A circular walk, 11.8 miles.
This would be my second attempt at this Peak District high point after being battered back by the elements just before Christmas. Now as weak as that sounds, the place is a tough old slog due to its terrain.
Bleaklow is the second highest point of the Dark Peak area of Derbyshire behind Kinder Scout, and despite it not being particularly high, it is a place of deep peat bogs, steep peat hags, unusual rock formations, supernatural happenings, and crashed planes.
The weather according to the UK Mountain area forecast for the Peak District was good, white cloud, and no rain or snow showers predicted.
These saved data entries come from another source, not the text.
use super::collision::CollisionHandler;
use super::interpolation::{cartesian_path, joint_path};
use super::spinner::SpinnerHandle;
use super::world::{GroupState, SharedWorld};
use crate::cell_config::SimulationSettings;
use crate::move_group::{
    JointValues, MoveGroup, MoveGroupError, MoveItErrorCode, MoveTarget, Plan, Pose, PoseStamped,
    Waypoint,
};
use crate::robot_description::{GroupDescription, RobotDescription};
use async_trait::async_trait;
use nalgebra as na;
use std::sync::Arc;
use std::time::Instant;

type Result<T> = std::result::Result<T, MoveGroupError>;

/// Joint values closer than this count as the same named state
const NAMED_STATE_TOLERANCE: f32 = 1.0e-4;

pub struct SimulatedMoveGroup {
    group: GroupDescription,
    description: Arc<RobotDescription>,
    settings: Arc<SimulationSettings>,
    collision_handler: Arc<CollisionHandler>,
    world: SharedWorld,
    spinner: SpinnerHandle,
    target: Option<MoveTarget>,
}

impl SimulatedMoveGroup {
    pub(super) fn new(
        name: &str,
        description: Arc<RobotDescription>,
        settings: Arc<SimulationSettings>,
        collision_handler: Arc<CollisionHandler>,
        world: SharedWorld,
        spinner: SpinnerHandle,
    ) -> Result<Self> {
        let group = description
            .group(name)
            .cloned()
            .ok_or_else(|| MoveGroupError::UnknownGroup(name.to_owned()))?;
        Ok(Self {
            group,
            description,
            settings,
            collision_handler,
            world,
            spinner,
            target: None,
        })
    }

    /// End effector pose of the named state matching `joints`, if there is one
    fn named_state_pose(&self, joints: &JointValues) -> Option<Pose> {
        self.group.named_states.values().find_map(|state| {
            let matches = self
                .group
                .joints
                .iter()
                .zip(state.joints.iter())
                .all(|(joint, value)| {
                    joints
                        .get(joint)
                        .map(|current| (current - value).abs() < NAMED_STATE_TOLERANCE)
                        .unwrap_or(false)
                });
            if matches {
                state.end_effector.clone()
            } else {
                None
            }
        })
    }

    fn plan_joint_target(&self, state: &GroupState, values: &JointValues) -> Vec<Waypoint> {
        let mut goal = state.joints.clone();
        goal.extend(values.iter().map(|(joint, value)| (joint.clone(), *value)));
        let final_pose = self
            .group
            .end_effector_link
            .as_ref()
            .and_then(|_| self.named_state_pose(&goal).or_else(|| state.end_effector.clone()));
        let mut trajectory: Vec<Waypoint> = joint_path(&state.joints, &goal, self.settings.joint_step)
            .into_iter()
            .map(|joints| Waypoint {
                joints,
                end_effector: None,
            })
            .collect();
        if let Some(last) = trajectory.last_mut() {
            last.end_effector = final_pose;
        }
        trajectory
    }
}

#[async_trait]
impl MoveGroup for SimulatedMoveGroup {
    fn name(&self) -> &str {
        &self.group.name
    }

    fn planning_frame(&self) -> &str {
        &self.description.planning_frame
    }

    fn end_effector_link(&self) -> Option<&str> {
        self.group.end_effector_link.as_deref()
    }

    fn joint_model_group_names(&self) -> Vec<String> {
        self.description.group_names()
    }

    fn named_target_values(&self, name: &str) -> Result<JointValues> {
        self.group
            .named_target_values(name)
            .ok_or_else(|| MoveGroupError::UnknownNamedTarget {
                group: self.group.name.clone(),
                target: name.to_owned(),
            })
    }

    async fn current_pose(&self, link: &str) -> Result<PoseStamped> {
        let world = self.world.lock().await;
        if !world.has_link(link) {
            return Err(MoveGroupError::UnknownLink(link.to_owned()));
        }
        let pose = world
            .link_pose(link)
            .ok_or_else(|| MoveGroupError::LinkPoseUnavailable(link.to_owned()))?;
        Ok(PoseStamped::new(
            self.description.planning_frame.clone(),
            Pose::from_isometry(&pose),
        ))
    }

    fn set_joint_value_target(&mut self, target: JointValues) -> Result<()> {
        if let Some(joint) = target.keys().find(|joint| !self.group.has_joint(joint)) {
            return Err(MoveGroupError::UnknownJoint {
                group: self.group.name.clone(),
                joint: joint.clone(),
            });
        }
        self.target = Some(MoveTarget::Joints(target));
        Ok(())
    }

    fn set_pose_target(&mut self, target: Pose) -> Result<()> {
        if self.group.end_effector_link.is_none() {
            return Err(MoveGroupError::NoEndEffector(self.group.name.clone()));
        }
        self.target = Some(MoveTarget::Pose(target));
        Ok(())
    }

    async fn plan(&mut self) -> Result<Plan> {
        let started = Instant::now();
        let target = self
            .target
            .clone()
            .ok_or(MoveGroupError::Planning(MoveItErrorCode::InvalidGoalConstraints))?;
        let world = self.world.lock().await;
        let state = world
            .groups
            .get(&self.group.name)
            .ok_or(MoveGroupError::Planning(MoveItErrorCode::InvalidGroupName))?;

        let trajectory = match &target {
            MoveTarget::Joints(values) => self.plan_joint_target(state, values),
            MoveTarget::Pose(pose) => {
                if !self
                    .collision_handler
                    .point_in_workspace(&na::Point3::from(pose.position))
                {
                    tracing::debug!(group = %self.group.name, "Target outside of reach");
                    return Err(MoveGroupError::Planning(MoveItErrorCode::NoIkSolution));
                }
                let start = state
                    .end_effector
                    .as_ref()
                    .ok_or(MoveGroupError::Planning(MoveItErrorCode::NoIkSolution))?;
                let link = self.group.end_effector_link.as_deref().unwrap_or_default();
                let path = cartesian_path(start, pose, self.settings.waypoint_spacing);
                for waypoint in &path {
                    if let Some(object) =
                        self.collision_handler
                            .colliding_object(waypoint, link, &world)
                    {
                        tracing::debug!(group = %self.group.name, object, "Path runs into object");
                        return Err(MoveGroupError::Planning(MoveItErrorCode::GoalInCollision));
                    }
                }
                path.into_iter()
                    .map(|pose| Waypoint {
                        joints: state.joints.clone(),
                        end_effector: Some(pose),
                    })
                    .collect()
            }
        };

        Ok(Plan {
            group: self.group.name.clone(),
            trajectory,
            planning_time: started.elapsed(),
        })
    }

    async fn move_to_target(&mut self) -> Result<MoveItErrorCode> {
        let plan = match self.plan().await {
            Ok(plan) => plan,
            Err(MoveGroupError::Planning(code)) => {
                tracing::debug!(group = %self.group.name, %code, "Refusing to execute");
                return Ok(code);
            }
            Err(error) => return Err(error),
        };
        self.spinner
            .execute(&self.group.name, plan.trajectory)
            .await
            .map_err(|error| MoveGroupError::Transport(error.to_string()))?;
        Ok(MoveItErrorCode::Success)
    }
}

#[cfg(test)]
mod tests {
    use crate::cell_config::CellConfig;
    use crate::move_group::{MoveGroup, MoveGroupError, MoveItErrorCode, Pose};
    use crate::node::NodeOptions;
    use crate::scene::{CollisionObject, PlanningSceneInterface, SolidPrimitive};
    use crate::sim::SimulatedCell;
    use approx::assert_relative_eq;
    use nalgebra as na;

    fn cell() -> (CellConfig, SimulatedCell) {
        let config = CellConfig::included().unwrap();
        let cell = SimulatedCell::init(NodeOptions::default(), &config);
        (config, cell)
    }

    fn down(position: na::Vector3<f32>) -> Pose {
        Pose::new(
            position,
            na::UnitQuaternion::from_euler_angles(0.0, std::f32::consts::FRAC_PI_2, 0.0),
        )
    }

    #[tokio::test]
    async fn lists_every_group() {
        let (_, cell) = cell();
        let arm = cell.move_group("ur5_arm").unwrap();
        assert_eq!(arm.joint_model_group_names(), vec!["ur5_arm", "gripper"]);
        assert_eq!(arm.planning_frame(), "world");
        assert_eq!(arm.end_effector_link(), Some("ee_link"));
        cell.shutdown().await.unwrap();
    }

    #[tokio::test]
    async fn unknown_group_is_rejected() {
        let (_, cell) = cell();
        assert!(matches!(
            cell.move_group("left_arm"),
            Err(MoveGroupError::UnknownGroup(_))
        ));
        cell.shutdown().await.unwrap();
    }

    #[tokio::test]
    async fn plan_without_target_fails() {
        let (_, cell) = cell();
        let mut arm = cell.move_group("ur5_arm").unwrap();
        assert!(matches!(
            arm.plan().await,
            Err(MoveGroupError::Planning(
                MoveItErrorCode::InvalidGoalConstraints
            ))
        ));
        cell.shutdown().await.unwrap();
    }

    #[tokio::test]
    async fn named_joint_target_moves_end_effector() {
        let (_, cell) = cell();
        let mut arm = cell.move_group("ur5_arm").unwrap();
        let home = arm.named_target_values("home").unwrap();
        arm.set_joint_value_target(home.clone()).unwrap();
        let code = arm.move_to_target().await.unwrap();
        assert_eq!(code, MoveItErrorCode::Success);

        let pose = arm.current_pose("ee_link").await.unwrap();
        assert_eq!(pose.frame_id, "world");
        assert_relative_eq!(pose.pose.position, na::Vector3::new(0.11, 0.49, 0.43));
        let world = cell.world();
        let world = world.lock().await;
        assert_relative_eq!(
            world.groups["ur5_arm"].joints["elbow_joint"],
            home["elbow_joint"]
        );
        drop(world);
        cell.shutdown().await.unwrap();
    }

    #[tokio::test]
    async fn gripper_has_no_pose_target() {
        let (_, cell) = cell();
        let mut gripper = cell.move_group("gripper").unwrap();
        assert!(matches!(
            gripper.set_pose_target(Pose::default()),
            Err(MoveGroupError::NoEndEffector(_))
        ));
        assert!(matches!(
            gripper.named_target_values("half"),
            Err(MoveGroupError::UnknownNamedTarget { .. })
        ));
        cell.shutdown().await.unwrap();
    }

    #[tokio::test]
    async fn joint_target_rejects_foreign_joint() {
        let (_, cell) = cell();
        let mut gripper = cell.move_group("gripper").unwrap();
        let mut values = gripper.named_target_values("open").unwrap();
        values.insert("elbow_joint".to_owned(), 0.0);
        assert!(matches!(
            gripper.set_joint_value_target(values),
            Err(MoveGroupError::UnknownJoint { .. })
        ));
        cell.shutdown().await.unwrap();
    }

    #[tokio::test]
    async fn unreachable_pose_is_not_executed() {
        let (_, cell) = cell();
        let mut arm = cell.move_group("ur5_arm").unwrap();
        let before = arm.current_pose("ee_link").await.unwrap();
        arm.set_pose_target(down(na::Vector3::new(1.5, 0.0, 0.2)))
            .unwrap();
        assert!(matches!(
            arm.plan().await,
            Err(MoveGroupError::Planning(MoveItErrorCode::NoIkSolution))
        ));
        assert_eq!(
            arm.move_to_target().await.unwrap(),
            MoveItErrorCode::NoIkSolution
        );
        let after = arm.current_pose("ee_link").await.unwrap();
        assert_eq!(before, after);
        cell.shutdown().await.unwrap();
    }

    #[tokio::test]
    async fn descending_into_box_needs_permission() {
        let (config, cell) = cell();
        let mut scene = cell.scene_interface();
        let object = CollisionObject::new("blue_box", "world").with_primitive(
            SolidPrimitive::cuboid(0.06, 0.06, 0.06),
            Pose::from_position(config.object.position),
        );
        scene.apply_collision_objects(&[object]).await.unwrap();

        let mut arm = cell.move_group("ur5_arm").unwrap();
        arm.set_pose_target(down(na::Vector3::new(0.3, 0.5, 0.2)))
            .unwrap();
        assert_eq!(arm.move_to_target().await.unwrap(), MoveItErrorCode::Success);

        arm.set_pose_target(down(na::Vector3::new(0.3, 0.5, 0.0)))
            .unwrap();
        assert_eq!(
            arm.move_to_target().await.unwrap(),
            MoveItErrorCode::GoalInCollision
        );

        {
            let world = cell.world();
            let mut world = world.lock().await;
            world
                .allowed_collisions
                .set_entry("blue_box", &config.grasp.left_finger_link, true);
            world
                .allowed_collisions
                .set_entry("blue_box", &config.grasp.right_finger_link, true);
        }
        assert_eq!(arm.move_to_target().await.unwrap(), MoveItErrorCode::Success);
        let pose = arm.current_pose("ee_link").await.unwrap();
        assert_relative_eq!(pose.pose.position, na::Vector3::new(0.3, 0.5, 0.0));
        cell.shutdown().await.unwrap();
    }

    #[tokio::test]
    async fn untracked_link_has_no_pose() {
        let (_, cell) = cell();
        let arm = cell.move_group("ur5_arm").unwrap();
        assert!(matches!(
            arm.current_pose("base_link").await,
            Err(MoveGroupError::LinkPoseUnavailable(_))
        ));
        assert!(matches!(
            arm.current_pose("tool0").await,
            Err(MoveGroupError::UnknownLink(_))
        ));
        cell.shutdown().await.unwrap();
    }
}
It said there may be some low cloud on the very summits, but otherwise it looked a great day for a hike.
I was amazed to get a seat on the train to Manchester, a rare event indeed, and after passing Huddersfield, and passing over the 'border' via the Standedge Tunnel into Lancashire, was a descent into true winter, emerging into snow covered high Pennine moorland.
The train journey to Glossop means changing trains at Manchester Piccadilly, and in the gear I was wearing - I looked a little extreme for the streets of Manchester, Alpine Jacket, waterproof trousers, gaiters, mountain boots, and my trustee hat!
Then, the journey from Piccadilly is a 20 minute run with some good views of the most western part of the Dark Peak area, with a cracking view from Dinting Viaduct towards Kinder Low!
I arrived into Glossop, made my way out of the station car park, and turned right towards the A57 then turned left to walk up the A57. It's a good mile and a half from the station to where the 'off road' part of the walk begins.
This section of A57 is the Snake Pass, and is notorious for being closed when any snow or icy conditions are about, but it was open seemingly today...
Cross the bridge over Shelf Brook, and then turn right following the sign post for 'Doctor's Gate'...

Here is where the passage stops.